## WORK ITEM
Output, please, exactly those lines of the listing that come before the line with "#[derive(Debug, Clone, PartialEq, Eq)]", along with that line itself.

──────────────────────────────

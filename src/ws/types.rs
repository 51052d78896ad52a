//! WebSocket types and configuration

use std::time::Duration;

/// Close code for a normal, intentional shutdown
pub const CLOSE_NORMAL: u16 = 1000;
/// Close code sent when the server or page is going away
pub const CLOSE_GOING_AWAY: u16 = 1001;

/// Transport configuration shared by every connection a connector opens
#[derive(Debug, Clone)]
pub struct WsConfig {
    /// Interval for sending ping frames
    pub ping_interval: Duration,
    /// Timeout for pong response
    pub pong_timeout: Duration,
    /// Capacity of the per-connection event channel
    pub channel_capacity: usize,
}

impl Default for WsConfig {
    fn default() -> Self {
        Self {
            ping_interval: Duration::from_secs(30),
            pong_timeout: Duration::from_secs(10),
            channel_capacity: 1024,
        }
    }
}

impl WsConfig {
    /// Set ping interval
    pub fn ping_interval(mut self, d: Duration) -> Self {
        self.ping_interval = d;
        self
    }

    /// Set pong timeout
    pub fn pong_timeout(mut self, d: Duration) -> Self {
        self.pong_timeout = d;
        self
    }

    /// Set event channel capacity
    pub fn channel_capacity(mut self, n: usize) -> Self {
        self.channel_capacity = n.max(1);
        self
    }
}

/// Terminal callbacks of one transport handle, delivered in order
#[derive(Debug, Clone, PartialEq, Eq)]
pub enum TransportEvent {
    /// Handshake completed
    Opened,
    /// Text frame received
    Message(String),
    /// Transport-level failure; a `Closed` event follows
    Error(String),
    /// Connection ended, with the peer's close code if one was sent
    Closed { code: Option<u16> },
}

/// Lifecycle of a stream connection
#[derive(Debug, Clone, Copy, PartialEq, Eq, Default)]
pub enum ConnectionState {
    #[default]
    Idle,
    Connecting,
    Open,
    Closed,
}

/// What a consumer can observe about connectivity
#[derive(Debug, Clone, Default, PartialEq, Eq)]
pub struct ConnectionStatus {
    pub state: ConnectionState,
    /// Last transport error, cleared when a connection opens
    pub last_error: Option<String>,
    /// Reconnect timers that have fired over the feed's lifetime
    pub reconnects: u32,
}

impl ConnectionStatus {
    pub fn is_connected(&self) -> bool {
        self.state == ConnectionState::Open
    }
}

/// Whether a close event schedules a reconnect
#[derive(Debug, Clone, Copy, PartialEq, Eq)]
pub enum ReconnectPolicy {
    /// Retry after every close
    Always,
    /// Retry unless the peer closed with Normal (1000) or Going Away (1001)
    UnlessCleanClose,
}

impl ReconnectPolicy {
    /// Decide whether a close with `code` should be retried
    pub fn should_retry(self, code: Option<u16>) -> bool {
        match self {
            ReconnectPolicy::Always => true,
            ReconnectPolicy::UnlessCleanClose => {
                !matches!(code, Some(CLOSE_NORMAL) | Some(CLOSE_GOING_AWAY))
            }
        }
    }
}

──────────────────────────────

## RESULT OF THE EXERCISE
filename src/ws/types.rs
repository 51052d78896ad52a
//! WebSocket types and configuration

use std::time::Duration;

/// Close code for a normal, intentional shutdown
pub const CLOSE_NORMAL: u16 = 1000;
/// Close code sent when the server or page is going away
pub const CLOSE_GOING_AWAY: u16 = 1001;

/// Transport configuration shared by every connection a connector opens
#[derive(Debug, Clone)]
pub struct WsConfig {
    /// Interval for sending ping frames
    pub ping_interval: Duration,
    /// Timeout for pong response
    pub pong_timeout: Duration,
    /// Capacity of the per-connection event channel
    pub channel_capacity: usize,
}

impl Default for WsConfig {
    fn default() -> Self {
        Self {
            ping_interval: Duration::from_secs(30),
            pong_timeout: Duration::from_secs(10),
            channel_capacity: 1024,
        }
    }
}

impl WsConfig {
    /// Set ping interval
    pub fn ping_interval(mut self, d: Duration) -> Self {
        self.ping_interval = d;
        self
    }

    /// Set pong timeout
    pub fn pong_timeout(mut self, d: Duration) -> Self {
        self.pong_timeout = d;
        self
    }

    /// Set event channel capacity
    pub fn channel_capacity(mut self, n: usize) -> Self {
        self.channel_capacity = n.max(1);
        self
    }
}

/// Terminal callbacks of one transport handle, delivered in order
#[derive(Debug, Clone, PartialEq, Eq)]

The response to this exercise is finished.